How Exercise Makes You Smarter

How Exercise Makes You Smarter

Last update: 21 March, 2016

Exercise is healthy for both your body and your mind. In addition to helping you stay healthy and fit, exercising also helps you feel better about yourself, have more energy, regulate stress, and combat depression and anxiety.

However, the effect exercise has on your body and your mind goes even further. Recent studies have shown that physical activity is also beneficial to the brain and improves the ability both to remember and to learn.

“The higher your energy level, the more efficient your body The more efficient your body, the better you feel and the more you will use your talent to produce outstanding results.”
-Tony Robbins-

Aerobic exercise promotes learning

Several studies have linked improvements in fitness to significant improvements in memory and learning abilities. For example, one study found that children who had a good aerobic capacity scored higher on memory tests than those with low fitness levels.

Researchers have also suggested that exercise improves memory and makes studying less difficult, especially when you have to deal with complex and challenging tasks.

kids playing soccer

Exercise causes brain cell growth and development

According to experts, cardiovascular exercise not only enhances learning, but also causes real changes within the brain. Hormones secreted after exercising cause beneficial effects on attention span and increased perception abilities.

Cardiovascular exercise promotes cell growth, mood regulation and the release of hormones such as dopamine, serotonin and norepinephrine. Moreover, studies have shown that intense aerobic activities like running can increase neurogenesis (birth of new neurons) and improve the chances that these newly formed cells survive and thrive.

It has also been found that exercise stimulates the production of the brain-derived neurotrophic factor (BDNF) that helps preserve brain cells and stimulates the birth and growth of neurons.

Exercise and cognitive reserve

Studies have shown that the benefits of exercise are cumulative, i.e, that they affect cognitive reserve (The ability to tolerate changes in brain structures related to a given age or pathology.)

The increase in the cognitive reserve can extend the protective effect against certain neurodegenerative diseases like Alzheimer’s.

couple biking

What is the best type of exercise to promote learning?

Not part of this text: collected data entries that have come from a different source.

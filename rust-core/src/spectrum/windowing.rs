//! Precomputed analysis window
//!
//! Applies a Hann window to each sample block before the FFT to reduce
//! spectral leakage. Coefficients are computed once and reused for every block.

use crate::config::validate_block_size;
use crate::error::ConfigError;
use std::f32::consts::PI;

/// Read-only table of window coefficients, one per sample in a block
#[derive(Debug, Clone)]
pub struct WindowTable {
    coefficients: Vec<f32>,
}

impl WindowTable {
    /// Build a Hann window: w[n] = 0.5 * (1 - cos(2πn/(M-1)))
    ///
    /// # Arguments
    /// * `size` - Number of samples (M), a power of two >= 2
    pub fn hann(size: usize) -> Result<Self, ConfigError> {
        validate_block_size(size)?;

        let denom = (size - 1) as f32;
        let coefficients = (0..size)
            .map(|n| {
                let angle = 2.0 * PI * n as f32 / denom;
                // Rounding can push the endpoints a hair below zero
                (0.5 * (1.0 - angle.cos())).clamp(0.0, 1.0)
            })
            .collect();

        Ok(Self { coefficients })
    }

    /// Window samples into `out`
    ///
    /// Writes `min(samples.len(), len())` values; the rest of `out` is zeroed.
    pub fn apply(&self, samples: &[i16], out: &mut [f32]) {
        let n = samples.len().min(self.coefficients.len()).min(out.len());

        for ((o, &s), &w) in out[..n].iter_mut().zip(samples).zip(&self.coefficients) {
            *o = s as f32 * w;
        }
        out[n..].fill(0.0);
    }

    pub fn coefficients(&self) -> &[f32] {
        &self.coefficients
    }

    pub fn len(&self) -> usize {
        self.coefficients.len()
    }

    pub fn is_empty(&self) -> bool {
        self.coefficients.is_empty()
    }
}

Although exercising is generally beneficial for the brain, certain types of training favor certain types of learning more than others, since each one affects our mind in a certain way.

Researchers have found that different types of exercise have the ability affect the brain in different ways.

Most studies suggest that cardiovascular exercise is the one that offers the greatest benefits to increase memory capacity and enhance learning. However, there is also evidence that strength training can benefit the brain and that even moderate exercise can lead to such brain benefits.

Researchers have found that moderate exercise, such as walking and lifting weights for toning purposes, can help avoid memory problems associated with aging.

One study also found that older adults who had been diagnosed with mild cognitive impairment showed improvements in memory and language skills after following an exercise program consisting of two weekly sessions of 90 minutes of aerobic exercise, strength training and balance for a year.


This text is provided for informational purposes only and does not replace consultation with a professional. If in doubt, consult your specialist.